- **Exercise**
Go through the records and extract every line with the word "InvalidEpsilon".

::::::

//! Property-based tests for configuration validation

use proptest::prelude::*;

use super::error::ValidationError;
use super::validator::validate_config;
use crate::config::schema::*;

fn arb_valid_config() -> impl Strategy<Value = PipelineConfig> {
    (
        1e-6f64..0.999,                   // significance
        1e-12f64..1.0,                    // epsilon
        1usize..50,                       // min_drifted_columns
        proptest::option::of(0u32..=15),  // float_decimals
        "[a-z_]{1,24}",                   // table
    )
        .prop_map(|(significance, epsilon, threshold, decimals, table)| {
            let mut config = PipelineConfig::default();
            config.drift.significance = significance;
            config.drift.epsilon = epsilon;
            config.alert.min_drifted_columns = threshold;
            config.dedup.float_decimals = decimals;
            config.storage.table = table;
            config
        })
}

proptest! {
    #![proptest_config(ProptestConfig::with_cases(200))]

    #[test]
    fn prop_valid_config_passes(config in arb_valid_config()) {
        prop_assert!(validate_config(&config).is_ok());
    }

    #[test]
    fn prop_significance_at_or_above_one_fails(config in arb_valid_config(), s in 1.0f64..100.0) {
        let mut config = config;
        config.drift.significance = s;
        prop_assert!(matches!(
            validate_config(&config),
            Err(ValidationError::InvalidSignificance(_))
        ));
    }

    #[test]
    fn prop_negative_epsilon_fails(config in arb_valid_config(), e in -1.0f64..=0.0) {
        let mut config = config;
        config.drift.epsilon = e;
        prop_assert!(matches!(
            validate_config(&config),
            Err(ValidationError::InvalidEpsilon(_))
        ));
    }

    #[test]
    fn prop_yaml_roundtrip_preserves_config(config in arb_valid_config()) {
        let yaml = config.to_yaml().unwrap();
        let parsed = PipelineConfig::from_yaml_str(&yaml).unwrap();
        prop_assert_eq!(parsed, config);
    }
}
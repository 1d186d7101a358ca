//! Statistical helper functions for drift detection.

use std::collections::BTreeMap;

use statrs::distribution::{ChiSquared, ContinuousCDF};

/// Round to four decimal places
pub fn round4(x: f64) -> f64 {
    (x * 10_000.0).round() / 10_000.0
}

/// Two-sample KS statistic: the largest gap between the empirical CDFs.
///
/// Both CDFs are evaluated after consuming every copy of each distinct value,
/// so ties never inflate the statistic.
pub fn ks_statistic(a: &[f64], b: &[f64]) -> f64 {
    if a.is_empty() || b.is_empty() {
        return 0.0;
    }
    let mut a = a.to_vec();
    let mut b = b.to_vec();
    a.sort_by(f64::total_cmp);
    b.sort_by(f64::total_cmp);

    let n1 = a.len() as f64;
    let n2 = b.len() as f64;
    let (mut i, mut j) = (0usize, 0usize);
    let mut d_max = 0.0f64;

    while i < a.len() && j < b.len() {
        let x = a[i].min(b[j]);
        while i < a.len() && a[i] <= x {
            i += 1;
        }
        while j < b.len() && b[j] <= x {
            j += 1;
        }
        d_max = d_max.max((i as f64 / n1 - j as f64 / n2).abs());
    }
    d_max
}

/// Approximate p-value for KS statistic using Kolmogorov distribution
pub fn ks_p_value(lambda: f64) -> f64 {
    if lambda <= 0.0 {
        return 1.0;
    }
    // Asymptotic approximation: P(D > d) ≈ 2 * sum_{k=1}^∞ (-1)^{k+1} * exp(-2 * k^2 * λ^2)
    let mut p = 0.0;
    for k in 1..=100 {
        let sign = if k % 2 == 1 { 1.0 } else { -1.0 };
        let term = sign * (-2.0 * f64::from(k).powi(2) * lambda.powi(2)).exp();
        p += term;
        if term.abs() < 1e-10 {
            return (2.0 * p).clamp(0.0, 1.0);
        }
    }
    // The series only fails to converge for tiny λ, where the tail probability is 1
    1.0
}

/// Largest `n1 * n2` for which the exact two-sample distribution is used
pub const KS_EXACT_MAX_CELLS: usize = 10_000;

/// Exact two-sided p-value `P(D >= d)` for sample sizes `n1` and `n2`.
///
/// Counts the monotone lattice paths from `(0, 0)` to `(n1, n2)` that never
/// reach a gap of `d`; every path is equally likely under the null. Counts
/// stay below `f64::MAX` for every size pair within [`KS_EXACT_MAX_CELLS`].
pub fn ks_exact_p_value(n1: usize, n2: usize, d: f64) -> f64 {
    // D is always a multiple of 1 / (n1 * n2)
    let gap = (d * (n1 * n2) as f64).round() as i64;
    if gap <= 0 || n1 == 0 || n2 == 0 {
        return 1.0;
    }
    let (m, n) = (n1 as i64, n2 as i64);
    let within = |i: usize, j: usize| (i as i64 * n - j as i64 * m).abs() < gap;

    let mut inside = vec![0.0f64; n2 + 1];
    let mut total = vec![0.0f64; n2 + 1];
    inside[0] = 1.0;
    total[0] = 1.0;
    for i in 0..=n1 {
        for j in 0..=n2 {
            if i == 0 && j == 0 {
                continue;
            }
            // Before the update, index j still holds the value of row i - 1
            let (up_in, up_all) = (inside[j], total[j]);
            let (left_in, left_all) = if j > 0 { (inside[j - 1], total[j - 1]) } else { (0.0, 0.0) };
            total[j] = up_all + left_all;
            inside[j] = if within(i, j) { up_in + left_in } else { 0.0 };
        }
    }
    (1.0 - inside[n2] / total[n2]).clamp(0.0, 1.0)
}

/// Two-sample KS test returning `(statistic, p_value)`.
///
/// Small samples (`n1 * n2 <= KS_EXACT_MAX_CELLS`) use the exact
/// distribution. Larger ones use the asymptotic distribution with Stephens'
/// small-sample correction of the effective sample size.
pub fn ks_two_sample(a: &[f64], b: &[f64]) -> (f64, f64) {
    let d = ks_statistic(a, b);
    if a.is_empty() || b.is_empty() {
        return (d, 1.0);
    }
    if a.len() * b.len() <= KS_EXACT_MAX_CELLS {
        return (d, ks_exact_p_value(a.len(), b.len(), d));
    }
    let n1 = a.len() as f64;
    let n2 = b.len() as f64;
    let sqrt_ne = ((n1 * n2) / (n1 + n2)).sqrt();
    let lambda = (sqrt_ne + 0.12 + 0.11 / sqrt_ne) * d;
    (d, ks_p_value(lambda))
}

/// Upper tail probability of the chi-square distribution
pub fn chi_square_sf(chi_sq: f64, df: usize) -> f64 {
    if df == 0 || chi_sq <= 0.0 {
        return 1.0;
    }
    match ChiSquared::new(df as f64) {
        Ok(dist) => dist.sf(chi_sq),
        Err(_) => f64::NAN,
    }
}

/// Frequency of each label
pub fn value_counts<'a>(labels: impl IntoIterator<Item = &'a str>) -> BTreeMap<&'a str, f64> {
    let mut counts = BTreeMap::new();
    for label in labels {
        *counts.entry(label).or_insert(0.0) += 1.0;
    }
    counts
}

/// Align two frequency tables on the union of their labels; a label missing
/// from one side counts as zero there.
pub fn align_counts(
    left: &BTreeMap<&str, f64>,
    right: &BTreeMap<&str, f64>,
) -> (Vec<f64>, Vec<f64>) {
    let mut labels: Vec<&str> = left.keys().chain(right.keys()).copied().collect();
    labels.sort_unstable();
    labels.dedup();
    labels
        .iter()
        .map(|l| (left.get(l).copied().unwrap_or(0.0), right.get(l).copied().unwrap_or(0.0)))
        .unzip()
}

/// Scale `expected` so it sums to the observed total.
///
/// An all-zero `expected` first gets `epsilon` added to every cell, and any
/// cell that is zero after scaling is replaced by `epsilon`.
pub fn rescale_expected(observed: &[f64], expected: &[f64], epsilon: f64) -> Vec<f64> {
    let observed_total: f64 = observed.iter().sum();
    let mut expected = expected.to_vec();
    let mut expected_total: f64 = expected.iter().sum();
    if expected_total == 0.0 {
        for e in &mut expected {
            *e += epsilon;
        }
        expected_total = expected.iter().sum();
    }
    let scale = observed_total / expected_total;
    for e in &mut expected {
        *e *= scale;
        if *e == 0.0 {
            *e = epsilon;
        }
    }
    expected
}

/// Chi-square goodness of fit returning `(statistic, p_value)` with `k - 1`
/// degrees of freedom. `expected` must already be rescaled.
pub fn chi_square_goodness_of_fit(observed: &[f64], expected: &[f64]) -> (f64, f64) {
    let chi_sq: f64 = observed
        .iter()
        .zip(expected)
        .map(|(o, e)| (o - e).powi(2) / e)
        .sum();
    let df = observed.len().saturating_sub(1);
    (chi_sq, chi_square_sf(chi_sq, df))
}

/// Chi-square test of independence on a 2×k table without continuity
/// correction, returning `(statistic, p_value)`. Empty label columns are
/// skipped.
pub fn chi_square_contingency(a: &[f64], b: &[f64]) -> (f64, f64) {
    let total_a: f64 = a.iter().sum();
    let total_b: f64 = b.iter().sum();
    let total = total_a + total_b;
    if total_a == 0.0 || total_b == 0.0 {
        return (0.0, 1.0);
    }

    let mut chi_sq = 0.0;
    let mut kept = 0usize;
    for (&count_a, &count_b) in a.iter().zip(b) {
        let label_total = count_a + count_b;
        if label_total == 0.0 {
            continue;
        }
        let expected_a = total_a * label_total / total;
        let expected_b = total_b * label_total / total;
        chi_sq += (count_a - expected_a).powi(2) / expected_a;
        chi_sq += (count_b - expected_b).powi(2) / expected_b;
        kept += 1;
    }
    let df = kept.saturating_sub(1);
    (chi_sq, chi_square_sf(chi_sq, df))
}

::::::

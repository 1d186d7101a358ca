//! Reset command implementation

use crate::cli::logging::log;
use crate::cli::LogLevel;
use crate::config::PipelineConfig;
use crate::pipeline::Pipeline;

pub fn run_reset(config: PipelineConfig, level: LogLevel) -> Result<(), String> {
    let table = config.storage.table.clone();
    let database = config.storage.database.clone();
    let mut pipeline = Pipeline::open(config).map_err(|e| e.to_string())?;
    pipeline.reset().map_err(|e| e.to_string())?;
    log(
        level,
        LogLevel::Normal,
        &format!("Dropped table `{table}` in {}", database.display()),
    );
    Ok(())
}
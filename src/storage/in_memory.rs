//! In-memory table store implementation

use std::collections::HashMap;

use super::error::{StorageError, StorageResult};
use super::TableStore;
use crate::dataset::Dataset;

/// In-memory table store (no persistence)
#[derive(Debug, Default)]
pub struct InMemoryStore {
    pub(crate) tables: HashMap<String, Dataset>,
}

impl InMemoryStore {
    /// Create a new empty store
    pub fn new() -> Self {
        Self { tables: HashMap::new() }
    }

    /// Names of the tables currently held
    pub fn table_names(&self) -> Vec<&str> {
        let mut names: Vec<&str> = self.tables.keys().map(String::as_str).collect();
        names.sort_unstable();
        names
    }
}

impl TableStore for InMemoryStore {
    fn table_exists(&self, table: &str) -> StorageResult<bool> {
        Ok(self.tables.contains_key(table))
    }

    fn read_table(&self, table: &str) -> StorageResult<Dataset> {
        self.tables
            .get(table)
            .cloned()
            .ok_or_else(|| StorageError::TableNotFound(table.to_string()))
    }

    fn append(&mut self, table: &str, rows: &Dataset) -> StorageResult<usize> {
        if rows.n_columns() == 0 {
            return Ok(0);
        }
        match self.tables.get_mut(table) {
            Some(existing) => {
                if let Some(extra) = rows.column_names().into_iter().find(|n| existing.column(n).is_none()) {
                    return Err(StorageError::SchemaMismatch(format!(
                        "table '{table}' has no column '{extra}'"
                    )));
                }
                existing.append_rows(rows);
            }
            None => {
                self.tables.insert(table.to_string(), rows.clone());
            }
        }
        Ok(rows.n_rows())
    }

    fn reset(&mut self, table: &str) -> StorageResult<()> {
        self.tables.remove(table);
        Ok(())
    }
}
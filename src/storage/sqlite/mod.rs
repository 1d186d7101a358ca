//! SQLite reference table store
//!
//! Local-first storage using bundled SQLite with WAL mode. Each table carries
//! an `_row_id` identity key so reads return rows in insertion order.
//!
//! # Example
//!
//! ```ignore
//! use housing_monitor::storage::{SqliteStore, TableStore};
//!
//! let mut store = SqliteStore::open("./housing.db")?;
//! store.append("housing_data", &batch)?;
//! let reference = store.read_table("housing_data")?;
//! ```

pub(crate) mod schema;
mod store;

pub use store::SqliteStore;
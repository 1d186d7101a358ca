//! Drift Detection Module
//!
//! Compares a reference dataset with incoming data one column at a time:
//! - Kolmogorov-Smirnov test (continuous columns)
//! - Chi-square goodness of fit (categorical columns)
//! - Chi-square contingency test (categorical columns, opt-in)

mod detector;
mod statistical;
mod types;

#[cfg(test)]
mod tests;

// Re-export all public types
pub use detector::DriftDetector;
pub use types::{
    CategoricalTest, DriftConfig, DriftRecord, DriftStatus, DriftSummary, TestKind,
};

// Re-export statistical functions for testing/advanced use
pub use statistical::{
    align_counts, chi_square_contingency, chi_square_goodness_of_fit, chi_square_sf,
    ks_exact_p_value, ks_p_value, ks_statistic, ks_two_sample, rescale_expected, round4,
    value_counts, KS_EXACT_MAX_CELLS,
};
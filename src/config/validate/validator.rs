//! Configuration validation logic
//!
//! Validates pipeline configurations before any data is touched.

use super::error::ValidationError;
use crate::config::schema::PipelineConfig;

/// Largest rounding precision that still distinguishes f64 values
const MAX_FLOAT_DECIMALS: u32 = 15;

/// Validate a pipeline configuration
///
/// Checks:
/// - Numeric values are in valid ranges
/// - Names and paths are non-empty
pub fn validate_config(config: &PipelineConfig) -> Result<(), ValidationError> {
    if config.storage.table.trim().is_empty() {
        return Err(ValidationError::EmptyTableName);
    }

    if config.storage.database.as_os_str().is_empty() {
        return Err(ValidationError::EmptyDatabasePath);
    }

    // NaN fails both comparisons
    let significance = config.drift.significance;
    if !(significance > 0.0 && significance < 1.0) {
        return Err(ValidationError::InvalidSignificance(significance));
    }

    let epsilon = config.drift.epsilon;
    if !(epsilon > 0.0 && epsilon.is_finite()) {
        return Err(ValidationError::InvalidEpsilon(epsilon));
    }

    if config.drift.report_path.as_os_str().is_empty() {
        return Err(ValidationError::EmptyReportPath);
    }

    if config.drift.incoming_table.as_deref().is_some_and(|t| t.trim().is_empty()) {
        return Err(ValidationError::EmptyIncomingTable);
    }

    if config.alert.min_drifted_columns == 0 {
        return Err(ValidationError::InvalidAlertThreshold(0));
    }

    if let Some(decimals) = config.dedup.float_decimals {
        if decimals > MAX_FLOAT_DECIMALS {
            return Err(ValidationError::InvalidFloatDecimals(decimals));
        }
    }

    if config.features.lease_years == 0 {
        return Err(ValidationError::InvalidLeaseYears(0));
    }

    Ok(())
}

::::::

- **Answer to the exercise**
            Err(ValidationError::InvalidEpsilon(_))
        return Err(ValidationError::InvalidEpsilon(epsilon));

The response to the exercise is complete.